Il palazzo della civiltà del lavoro a Roma

 Adamo ed Eva non lavoravano, durante periodo trascorso nell’Eden: un minuto o un miliardo di secoli, lo stesso, tanto per loro il tempo non passava mai. Dopo di che vennero condannati al lavoro e al sudore della fronte. E fu con il sudore della fronte che nacque la mirabile e contraddittoria civiltà, che è fatta anche di lavoro.

 A proposito, anche gli dei dell’Olimpo non facevano mai niente, tranne uno, il più brutto e deforme e pure affumicato, senza il quale, però, gli eroi non avrebbero le armi. Ed è nel XVIII dell’Iliade che il lavoro trova la sua più bella esaltazione nell’antichità, quando Efesto, o Vulcano, lo rappresenta nello scudo di Achille.

 Siccome il lavoro (ergon, per i Greci) non è bruta fatica (kàmatos), ecco che viene introdotta l’arte (tekhne), il cui scopo è anche diminuire la fatica. Con l’arte, dunque, c’è meno bruta fatica, e aumenta il valore aggiunto di una qualsiasi cosa.

 Nei secoli passati, comunque, non esisteva la disoccupazione, anzi si andava in cerca di braccia. Immaginate quanto lavoro di menti e di mani abbiano richiesto le possenti cattedrali medioevali.

 Stranamente, la disoccupazione è un effetto del progresso e dei macchinari. Fu per questo che, ai primordi della rivoluzione industriale britannica, un tale Ludd distruggeva le macchine utensili degli opifici, accusandole di togliere occupazione agli operai. Il luddismo, in forme parolaie, serpeggia tuttora; e la Calabria è zeppa di nostalgici di quando in ogni scuola c’erano bidelli e applicati e assistenti a decine: inutili, però salariati. Il vecchio Ludd non muore mai!
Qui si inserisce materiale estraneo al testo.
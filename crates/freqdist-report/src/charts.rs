//! Chart data derived from a frequency table.
//!
//! Every chart is a plain series of labels or points that any renderer can
//! draw: the LaTeX report turns them into pgfplots figures, `plot` into PNG
//! files, the terminal viewer into ratatui widgets, and `charts.json` exposes
//! them to external tools.

use freqdist_stats::frequency::FrequencyTable;
use serde::Serialize;

/// Number of individual slices kept in the pie chart before grouping the rest.
pub const PIE_TOP_CLASSES: usize = 5;

/// Label of the slice grouping every class outside the top [`PIE_TOP_CLASSES`].
pub const PIE_OTHERS_LABEL: &str = "Others";

#[derive(Debug, Clone, PartialEq, Serialize)]
pub struct Category {
    pub label: String,
    pub value: usize,
}

/// A labelled bar series.
#[derive(Debug, Clone, PartialEq, Serialize)]
pub struct CategorySeries {
    pub title: String,
    pub x_label: String,
    pub y_label: String,
    pub categories: Vec<Category>,
}

/// A line series of `(x, y)` points.
#[derive(Debug, Clone, PartialEq, Serialize)]
pub struct PointSeries {
    pub title: String,
    pub x_label: String,
    pub y_label: String,
    pub points: Vec<(f64, f64)>,
}

#[derive(Debug, Clone, PartialEq, Serialize)]
pub struct PieSlice {
    pub label: String,
    pub count: usize,
    /// Share of all observations, in percent.
    pub percent: f64,
}

#[derive(Debug, Clone, PartialEq, Serialize)]
pub struct PieSeries {
    pub title: String,
    pub slices: Vec<PieSlice>,
}

/// All chart series of one analysed variable.
#[derive(Debug, Clone, PartialEq, Serialize)]
pub struct ChartSet {
    pub variable: String,
    pub histogram: CategorySeries,
    pub polygon: PointSeries,
    pub ogive: PointSeries,
    pub pie: PieSeries,
    pub bar: CategorySeries,
}

impl ChartSet {
    #[must_use]
    pub fn from_table(variable: &str, table: &FrequencyTable) -> Self {
        Self {
            variable: variable.to_owned(),
            histogram: histogram(variable, table),
            polygon: polygon(variable, table),
            ogive: ogive(variable, table),
            pie: pie(variable, table),
            bar: bar(variable, table),
        }
    }
}

/// Bars labelled `C1..Ck` with absolute frequencies.
#[must_use]
pub fn histogram(variable: &str, table: &FrequencyTable) -> CategorySeries {
    CategorySeries {
        title: format!("Histogram of {variable}"),
        x_label: "Class intervals".to_owned(),
        y_label: "Absolute frequency".to_owned(),
        categories: table
            .iter()
            .map(|class| Category {
                label: format!("C{}", class.index + 1),
                value: class.absolute_frequency,
            })
            .collect(),
    }
}

/// Class marks against absolute frequencies.
#[expect(clippy::cast_precision_loss)]
#[must_use]
pub fn polygon(variable: &str, table: &FrequencyTable) -> PointSeries {
    PointSeries {
        title: format!("Frequency polygon of {variable}"),
        x_label: "Class mark".to_owned(),
        y_label: "Absolute frequency".to_owned(),
        points: table
            .iter()
            .map(|class| (class.class_mark, class.absolute_frequency as f64))
            .collect(),
    }
}

/// Cumulative frequencies at each upper bound, starting from zero at the
/// first lower bound.
///
/// # Examples
///
/// ```
/// use freqdist_report::charts::ogive;
/// use freqdist_stats::frequency::FrequencyTable;
///
/// let table = FrequencyTable::build(&[0.0, 1.0, 3.0, 4.0], Some(2)).unwrap();
/// let series = ogive("x", &table);
/// assert_eq!(series.points, [(0.0, 0.0), (2.0, 2.0), (4.0, 4.0)]);
/// ```
#[expect(clippy::cast_precision_loss)]
#[must_use]
pub fn ogive(variable: &str, table: &FrequencyTable) -> PointSeries {
    let origin = (table.first().lower_bound, 0.0);
    PointSeries {
        title: format!("Ogive of {variable}"),
        x_label: "Upper class bound".to_owned(),
        y_label: "Cumulative frequency".to_owned(),
        points: std::iter::once(origin)
            .chain(
                table
                    .iter()
                    .map(|class| (class.upper_bound, class.cumulative_absolute as f64)),
            )
            .collect(),
    }
}

/// The [`PIE_TOP_CLASSES`] most frequent classes plus an [`PIE_OTHERS_LABEL`]
/// slice when the remaining classes hold any observation; otherwise every
/// class in table order.
///
/// Classes with equal frequency keep their table order.
#[must_use]
pub fn pie(variable: &str, table: &FrequencyTable) -> PieSeries {
    let total = table.total();
    let mut ranked = table.iter().collect::<Vec<_>>();
    ranked.sort_by(|a, b| b.absolute_frequency.cmp(&a.absolute_frequency));
    ranked.truncate(PIE_TOP_CLASSES);

    let top_sum = ranked.iter().map(|c| c.absolute_frequency).sum::<usize>();
    let others = total - top_sum;

    let mut slices = if others > 0 {
        ranked
            .iter()
            .map(|class| slice(class.label(2), class.absolute_frequency, total))
            .collect::<Vec<_>>()
    } else {
        table
            .iter()
            .map(|class| slice(class.label(2), class.absolute_frequency, total))
            .collect()
    };
    if others > 0 {
        slices.push(slice(PIE_OTHERS_LABEL.to_owned(), others, total));
    }

    PieSeries {
        title: format!("Percentage distribution of {variable}"),
        slices,
    }
}

/// Bars labelled `Class 1..Class k` with absolute frequencies.
#[must_use]
pub fn bar(variable: &str, table: &FrequencyTable) -> CategorySeries {
    CategorySeries {
        title: format!("Frequency by class of {variable}"),
        x_label: "Classes".to_owned(),
        y_label: "Absolute frequency".to_owned(),
        categories: table
            .iter()
            .map(|class| Category {
                label: format!("Class {}", class.index + 1),
                value: class.absolute_frequency,
            })
            .collect(),
    }
}

#[expect(clippy::cast_precision_loss)]
fn slice(label: String, count: usize, total: usize) -> PieSlice {
    PieSlice {
        label,
        count,
        percent: count as f64 / total as f64 * 100.0,
    }
}
use crossterm::event::{self, Event, KeyEventKind};

use crate::command::InputArg;

use self::screen::DistributionScreen;

mod screen;

#[derive(Debug, Clone, clap::Args)]
pub(crate) struct ViewArg {
    #[clap(flatten)]
    input: InputArg,
}

pub(crate) fn run(arg: &ViewArg) -> anyhow::Result<()> {
    let ViewArg { input } = arg;
    let analysis = input.load_analysis()?;
    let charts = analysis.charts();
    let mut screen = DistributionScreen::new(&analysis, &charts);

    ratatui::run(|terminal| -> anyhow::Result<()> {
        while !screen.should_exit() {
            terminal.draw(|f| screen.draw(f))?;
            if let Event::Key(key_event) = event::read()?
                && key_event.kind == KeyEventKind::Press
            {
                screen.handle_key(key_event.code);
            }
        }
        Ok(())
    })
}
use freqdist_stats::{
    descriptive::DescriptiveStatistics,
    error::InvalidInputError,
    frequency::{ClassInterval, FrequencyTable},
    series::NumericSeries,
};
use serde::Serialize;

use crate::{charts::ChartSet, dispersion::RelativeDispersion};

/// Frequency table and descriptive statistics of one variable.
#[derive(Debug, Clone)]
pub struct Analysis {
    pub variable: String,
    /// Rows read from the source, including rows with a missing value.
    pub records: usize,
    pub table: FrequencyTable,
    pub stats: DescriptiveStatistics,
}

impl Analysis {
    /// Builds the frequency table and the descriptive statistics of `series`.
    ///
    /// The two computations are independent and run on separate threads.
    ///
    /// # Examples
    ///
    /// ```
    /// use freqdist_report::analysis::Analysis;
    /// use freqdist_stats::series::NumericSeries;
    ///
    /// let series = NumericSeries::new((1..=10).map(f64::from).collect()).unwrap();
    /// let analysis = Analysis::run("x", &series, Some(5)).unwrap();
    /// assert_eq!(analysis.table.len(), 5);
    /// assert_eq!(analysis.stats.mean, 5.5);
    /// ```
    pub fn run(
        variable: impl Into<String>,
        series: &NumericSeries,
        class_count: Option<usize>,
    ) -> Result<Self, InvalidInputError> {
        let variable = variable.into();
        let (table, stats) = std::thread::scope(|s| {
            let table = s.spawn(|| FrequencyTable::build(series, class_count));
            let stats = DescriptiveStatistics::compute(series);
            let table = table
                .join()
                .unwrap_or_else(|payload| std::panic::resume_unwind(payload));
            (table, stats)
        });
        let table = table?;
        let stats = stats?;
        tracing::info!(
            variable = variable.as_str(),
            observations = stats.count,
            classes = table.len(),
            degenerate = table.is_degenerate(),
            "analysis complete"
        );
        Ok(Self {
            variable,
            records: series.len(),
            table,
            stats,
        })
    }

    /// Overrides the record count, e.g. with the number of source rows before
    /// missing values were dropped.
    #[must_use]
    pub fn with_records(mut self, records: usize) -> Self {
        self.records = records;
        self
    }

    #[must_use]
    pub fn relative_dispersion(&self) -> Option<RelativeDispersion> {
        RelativeDispersion::from_stats(&self.stats)
    }

    #[must_use]
    pub fn charts(&self) -> ChartSet {
        ChartSet::from_table(&self.variable, &self.table)
    }

    #[must_use]
    pub fn summary(&self) -> AnalysisSummary<'_> {
        AnalysisSummary {
            variable: &self.variable,
            records: self.records,
            observations: self.stats.count,
            class_count: self.table.len(),
            class_width: self.table.class_width(),
            degenerate: self.table.is_degenerate(),
            statistics: &self.stats,
            relative_dispersion: self.relative_dispersion(),
            frequency_table: self.table.intervals(),
        }
    }
}

/// Serializable view of an [`Analysis`] (written as `summary.json`).
#[derive(Debug, Serialize)]
pub struct AnalysisSummary<'a> {
    pub variable: &'a str,
    pub records: usize,
    pub observations: usize,
    pub class_count: usize,
    pub class_width: f64,
    pub degenerate: bool,
    pub statistics: &'a DescriptiveStatistics,
    /// `None` when the mean is zero.
    pub relative_dispersion: Option<RelativeDispersion>,
    pub frequency_table: &'a [ClassInterval],
}

#[cfg(test)]
mod tests {
    use super::*;

    #[test]
    fn test_run_matches_components() {
        let series = NumericSeries::new(vec![2.0, 4.0, 4.0, 4.0, 5.0, 5.0, 7.0, 9.0]).unwrap();
        let analysis = Analysis::run("score", &series, None).unwrap();
        assert_eq!(analysis.variable, "score");
        assert_eq!(analysis.records, 8);
        assert_eq!(analysis.table, FrequencyTable::build(&series, None).unwrap());
        assert_eq!(analysis.stats, DescriptiveStatistics::compute(&series).unwrap());
    }

    #[test]
    fn test_invalid_class_count_is_reported() {
        let series = NumericSeries::new(vec![1.0, 2.0]).unwrap();
        let err = Analysis::run("x", &series, Some(0)).unwrap_err();
        assert_eq!(err, InvalidInputError::InvalidClassCount { class_count: 0 });
    }

    #[test]
    fn test_summary_json() {
        let series = NumericSeries::new(vec![5.0, 5.0, 5.0]).unwrap();
        let analysis = Analysis::run("v", &series, None).unwrap().with_records(4);
        let json = serde_json::to_value(analysis.summary()).unwrap();
        assert_eq!(json["records"], 4);
        assert_eq!(json["observations"], 3);
        assert_eq!(json["degenerate"], true);
        assert_eq!(json["class_count"], 1);
        assert_eq!(json["statistics"]["mode_source"], "Repeated");
        assert_eq!(json["relative_dispersion"]["level"], "low");
        assert_eq!(json["frequency_table"][0]["closure"], "Closed");
    }

    #[test]
    fn test_zero_mean_has_no_relative_dispersion() {
        let series = NumericSeries::new(vec![-2.0, 2.0]).unwrap();
        let analysis = Analysis::run("v", &series, None).unwrap();
        assert_eq!(analysis.relative_dispersion(), None);
        let json = serde_json::to_value(analysis.summary()).unwrap();
        assert!(json["relative_dispersion"].is_null());
    }
}
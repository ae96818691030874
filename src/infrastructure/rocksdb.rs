use crate::domain::booking::{Booking, BookingStatus, IdempotencyRecord};
use crate::domain::ports::{BookingLedger, IdempotencyStore};
use crate::error::{BookingError, Result};
use async_trait::async_trait;
use chrono::Utc;
use rocksdb::{ColumnFamilyDescriptor, DB, Options};
use std::path::Path;
use std::sync::Arc;
use tokio::sync::Mutex;
use uuid::Uuid;

/// Column family for booking records.
pub const CF_BOOKINGS: &str = "bookings";
/// Column family for idempotency records, keyed by token.
pub const CF_IDEMPOTENCY: &str = "idempotency";

/// Persistent booking ledger and idempotency store backed by RocksDB.
///
/// Values are JSON documents. `Clone` shares the underlying `Arc<DB>`. The
/// compare-and-swap in `update_status` is a read-modify-write, serialized by
/// an internal mutex so concurrent transitions cannot interleave.
#[derive(Clone)]
pub struct RocksDBStore {
    db: Arc<DB>,
    cas_lock: Arc<Mutex<()>>,
}

impl RocksDBStore {
    /// Opens or creates a RocksDB instance at the given path, ensuring both
    /// column families exist.
    pub fn open<P: AsRef<Path>>(path: P) -> Result<Self> {
        let mut opts = Options::default();
        opts.create_if_missing(true);
        opts.create_missing_column_families(true);

        let cf_bookings = ColumnFamilyDescriptor::new(CF_BOOKINGS, Options::default());
        let cf_idempotency = ColumnFamilyDescriptor::new(CF_IDEMPOTENCY, Options::default());

        let db = DB::open_cf_descriptors(&opts, path, vec![cf_bookings, cf_idempotency])?;

        Ok(Self {
            db: Arc::new(db),
            cas_lock: Arc::new(Mutex::new(())),
        })
    }

    fn cf(&self, name: &str) -> Result<&rocksdb::ColumnFamily> {
        self.db
            .cf_handle(name)
            .ok_or_else(|| BookingError::Storage(format!("column family {name} not found")))
    }

    fn read_booking(&self, id: Uuid) -> Result<Option<Booking>> {
        let cf = self.cf(CF_BOOKINGS)?;
        match self.db.get_cf(cf, id.as_bytes())? {
            Some(bytes) => Ok(Some(serde_json::from_slice(&bytes)?)),
            None => Ok(None),
        }
    }

    fn write_booking(&self, booking: &Booking) -> Result<()> {
        let cf = self.cf(CF_BOOKINGS)?;
        let value = serde_json::to_vec(booking)?;
        self.db.put_cf(cf, booking.id.as_bytes(), value)?;
        Ok(())
    }
}

#[async_trait]
impl BookingLedger for RocksDBStore {
    async fn create(&self, booking: Booking) -> Result<()> {
        self.write_booking(&booking)
    }

    async fn get(&self, id: Uuid) -> Result<Option<Booking>> {
        self.read_booking(id)
    }

    async fn list_by_user(&self, user_id: &str) -> Result<Vec<Booking>> {
        let cf = self.cf(CF_BOOKINGS)?;
        let mut mine = Vec::new();

        for item in self.db.iterator_cf(cf, rocksdb::IteratorMode::Start) {
            let (_key, value) = item?;
            let booking: Booking = serde_json::from_slice(&value)?;
            if booking.user_id == user_id {
                mine.push(booking);
            }
        }

        mine.sort_by(|a, b| b.created_at.cmp(&a.created_at));
        Ok(mine)
    }

    async fn update_status(
        &self,
        id: Uuid,
        from: BookingStatus,
        to: BookingStatus,
    ) -> Result<Booking> {
        if !from.can_transition(to) {
            return Err(BookingError::InvalidTransition { from, to });
        }

        let _cas = self.cas_lock.lock().await;
        let mut booking = self.read_booking(id)?.ok_or(BookingError::NotFound(id))?;
        if booking.status != from {
            return Err(BookingError::Conflict {
                id,
                expected: from,
                actual: booking.status,
            });
        }

        booking.status = to;
        if to == BookingStatus::Cancelled {
            booking.cancelled_at = Some(Utc::now());
        }
        self.write_booking(&booking)?;
        Ok(booking)
    }
}

#[async_trait]
impl IdempotencyStore for RocksDBStore {
    async fn get(&self, token: &str) -> Result<Option<IdempotencyRecord>> {
        let cf = self.cf(CF_IDEMPOTENCY)?;
        match self.db.get_cf(cf, token.as_bytes())? {
            Some(bytes) => Ok(Some(serde_json::from_slice(&bytes)?)),
            None => Ok(None),
        }
    }

    async fn put(&self, record: IdempotencyRecord) -> Result<()> {
        let cf = self.cf(CF_IDEMPOTENCY)?;
        let value = serde_json::to_vec(&record)?;
        self.db.put_cf(cf, record.token.as_bytes(), value)?;
        Ok(())
    }
}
 Ora vi porto due esempi dei tempi della crisi mondiale del 1930. Gli Stati Uniti di Roosevelt facevano scavare buche a una squadra di operai, poi passava l’altra e le ricopriva: qualche scemo del villaggio chiama tutto ciò “New deal” e politica economica, mentre nel 1940 si contavano ancora sette milioni di disoccupati in USA. L’Italia – andate a studiare che Italia era – mise la gente a bonificare le paludi per produrre grano, o, a Sant’Eufemia, barbabietola e da essa lo zucchero eccetera; e costruì città tuttora modelli di urbanistica. Per tutte queste cose occorreva lavoro, e tutte queste cose a loro volta creavano vero lavoro.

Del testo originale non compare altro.